→ What is expected
Lines that contain the string "config" are the ones to list; copy all of them from the records.

→ Input records
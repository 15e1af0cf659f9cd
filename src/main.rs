use fibscan::{api, config::Config, AppState};
use tower_http::cors::{Any, CorsLayer};
use tower_http::trace::TraceLayer;
use tracing::info;
use tracing_subscriber::{layer::SubscriberExt, util::SubscriberInitExt};

#[tokio::main]
async fn main() -> anyhow::Result<()> {
    dotenvy::dotenv().ok();

    tracing_subscriber::registry()
        .with(
            tracing_subscriber::EnvFilter::try_from_default_env()
                .unwrap_or_else(|_| "fibscan=debug,tower_http=debug".into()),
        )
        .with(tracing_subscriber::fmt::layer())
        .init();

    let config = Config::from_env();
    info!(
        "Starting fibscan on {}:{} (polling {} every {}s)",
        config.host, config.port, config.default_exchange, config.poll_interval_secs
    );

    let addr = format!("{}:{}", config.host, config.port);
    let default_exchange = config.default_exchange;
    let state = AppState::new(&config);

    state.scanner.clone().start_polling(default_exchange);

    let cors = CorsLayer::new()
        .allow_origin(Any)
        .allow_methods(Any)
        .allow_headers(Any);

    let app = api::router()
        .layer(cors)
        .layer(TraceLayer::new_for_http())
        .with_state(state);

    let listener = tokio::net::TcpListener::bind(&addr).await?;
    info!("fibscan listening on {}", addr);

    axum::serve(listener, app).await?;

    Ok(())
}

→ Reply
use fibscan::{api, config::Config, AppState};
    let config = Config::from_env();
        config.host, config.port, config.default_exchange, config.poll_interval_secs
    let addr = format!("{}:{}", config.host, config.port);
    let default_exchange = config.default_exchange;
    let state = AppState::new(&config);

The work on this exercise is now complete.